Wednesday November 25 2020
Covid-19 vaccine.

I can only grasp at the science and technologies that were involved in racing towards a vaccine for this novel virus. PHOTO | FILE

By ELSIE EYAKUZE

There is a video of a mad-looking American pastor of a mega-church banishing coronavirus which starts with him shouting out ‘‘Covid-19!’’. It is seared into my mind, whenever I hear about the pandemic I can feel the reverberations of Kenneth Copeland — the pastor — yelling it out. He was driving the spirit of evil out in a way that only a prosperity pastor can.

Looking past the drama and theatre of it all, I was intrigued by the faith aspect of it.
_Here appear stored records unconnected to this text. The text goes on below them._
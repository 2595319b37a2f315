use std::io::Read;
use std::path::PathBuf;

use anyhow::{Context, Result};
use clap::{Parser, Subcommand};
use tracing_subscriber::EnvFilter;

use itinerary_gds::config::{ConvertOptions, DirectionFilter, parse_booking_class};
use itinerary_gds::convert::Converter;
use itinerary_gds::domain::Cabin;

#[derive(Parser)]
#[command(author, version, about = "Convert pasted flight itineraries to GDS commands", long_about = None)]
struct Cli {
    /// Itinerary text file; reads stdin when omitted
    input: Option<PathBuf>,

    /// JSON options file
    #[arg(short, long, env = "ITINERARY_GDS_OPTIONS")]
    options: Option<PathBuf>,

    /// Fallback booking letter
    #[arg(short = 'c', long, env = "ITINERARY_GDS_BOOKING_CLASS", value_parser = parse_booking_class)]
    booking_class: Option<char>,

    /// Segment status code, e.g. SS1 (empty to omit)
    #[arg(short, long, env = "ITINERARY_GDS_SEGMENT_STATUS")]
    status: Option<String>,

    /// all, outbound or inbound
    #[arg(short, long)]
    direction: Option<DirectionFilter>,

    /// 1-based journey number
    #[arg(short, long)]
    journey: Option<usize>,

    /// Inclusive segment index range
    #[arg(long, num_args = 2, value_names = ["START", "END"])]
    range: Option<Vec<usize>>,

    /// Cabin assumed for segments without one
    #[arg(long)]
    cabin: Option<Cabin>,

    #[command(subcommand)]
    command: Commands,
}

#[derive(Subcommand)]
enum Commands {
    /// Print itinerary command lines
    Itinerary,
    /// Print the availability command
    Availability {
        /// Include departure time and layover minutes
        #[arg(long)]
        detailed: bool,
    },
    /// Print parsed segments and journeys as JSON
    Preview,
}

impl Cli {
    /// Options file first, then flag overrides.
    fn convert_options(&self) -> Result<ConvertOptions> {
        let mut options = match &self.options {
            Some(path) => ConvertOptions::from_path(path)
                .with_context(|| format!("loading options from {}", path.display()))?,
            None => ConvertOptions::default(),
        };
        if let Some(class) = self.booking_class {
            options.booking_class = class;
        }
        if let Some(status) = &self.status {
            options.segment_status = status.clone();
        }
        if let Some(direction) = self.direction {
            options.direction = direction;
        }
        if let Some(journey) = self.journey {
            options.journey_index = Some(journey);
        }
        if let Some([start, end]) = self.range.as_deref() {
            options.segment_range = Some((*start, *end));
        }
        if let Some(cabin) = self.cabin {
            options.auto_cabin = Some(cabin);
        }
        if let Commands::Availability { detailed: true } = self.command {
            options.detailed_availability = true;
        }
        Ok(options)
    }

    fn read_input(&self) -> Result<String> {
        match &self.input {
            Some(path) => std::fs::read_to_string(path)
                .with_context(|| format!("reading {}", path.display())),
            None => {
                let mut text = String::new();
                std::io::stdin()
                    .read_to_string(&mut text)
                    .context("reading stdin")?;
                Ok(text)
            }
        }
    }
}

fn main() -> Result<()> {
    tracing_subscriber::fmt()
        .with_env_filter(EnvFilter::try_from_default_env().unwrap_or_else(|_| EnvFilter::new("warn")))
        .with_writer(std::io::stderr)
        .init();

    let cli = Cli::parse();
    let options = cli.convert_options()?;
    let text = cli.read_input()?;
    let converter = Converter::builtin();

    let output = match cli.command {
        Commands::Itinerary => converter.itinerary(&text, &options)?,
        Commands::Availability { .. } => converter.availability(&text, &options)?,
        Commands::Preview => serde_json::to_string_pretty(&converter.preview(&text))?,
    };
    println!("{output}");
    Ok(())
}

#[cfg(test)]
mod tests {
    use super::*;
    use std::io::Write;

    #[test]
    fn flags_override_defaults() {
        let cli = Cli::try_parse_from([
            "itinerary-gds",
            "--booking-class",
            "j",
            "--direction",
            "inbound",
            "--range",
            "0",
            "2",
            "--cabin",
            "premium economy",
            "availability",
            "--detailed",
        ])
        .unwrap();
        let options = cli.convert_options().unwrap();
        assert_eq!(options.booking_class, 'J');
        assert_eq!(options.direction, DirectionFilter::Inbound);
        assert_eq!(options.segment_range, Some((0, 2)));
        assert_eq!(options.auto_cabin, Some(Cabin::Premium));
        assert!(options.detailed_availability);
        assert_eq!(options.segment_status, "SS1");
    }

    #[test]
    fn options_file_then_flags() {
        let mut file = tempfile::NamedTempFile::new().unwrap();
        write!(file, r#"{{"segmentStatus": "HK1", "bookingClass": "M", "journeyIndex": 2}}"#).unwrap();
        let path = file.path().to_str().unwrap();

        let cli = Cli::try_parse_from(["itinerary-gds", "--options", path, "--journey", "1", "itinerary"]).unwrap();
        let options = cli.convert_options().unwrap();
        assert_eq!(options.segment_status, "HK1");
        assert_eq!(options.booking_class, 'M');
        assert_eq!(options.journey_index, Some(1));
    }

    #[test]
    fn bad_options_file_reports_path() {
        let mut file = tempfile::NamedTempFile::new().unwrap();
        write!(file, "not json").unwrap();
        let path = file.path().to_str().unwrap();

        let cli = Cli::try_parse_from(["itinerary-gds", "--options", path, "preview"]).unwrap();
        let err = cli.convert_options().unwrap_err();
        assert!(format!("{err:#}").contains(path));
    }

    #[test]
    fn reads_input_file() {
        let mut file = tempfile::NamedTempFile::new().unwrap();
        write!(file, "Air France 7").unwrap();
        let path = file.path().to_str().unwrap();

        let cli = Cli::try_parse_from(["itinerary-gds", path, "itinerary"]).unwrap();
        assert_eq!(cli.read_input().unwrap(), "Air France 7");
    }

    #[test]
    fn rejects_non_letter_booking_class() {
        assert!(Cli::try_parse_from(["itinerary-gds", "--booking-class", "7", "itinerary"]).is_err());
    }

    #[test]
    fn rejects_unknown_direction() {
        assert!(Cli::try_parse_from(["itinerary-gds", "--direction", "sideways", "itinerary"]).is_err());
    }
}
Copeland was just one of so very many asking for a miracle to cure the plague. You know what miracles are particularly good for? Response time. Miracles are fast.

This week, a major news item is the development of two viable vaccines that have a high success rate in inoculating people against Covid-19.

It has only been roughly one year since the pandemic started, and nine months since it became a global phenomenon. Within this time, we have developed therapies for it.

“Any sufficiently advanced technology is indistinguishable from magic” is science fiction author and tech thinker Arthur C. Clarke’s Third Rule.

When a plague appears to decimate a populace and the answer comes fast, by bended knee or from a laboratory, the magic kicks in. I do not know exactly how the two potential vaccines came about but I can tell you a few things: these are modern pharmaceuticals.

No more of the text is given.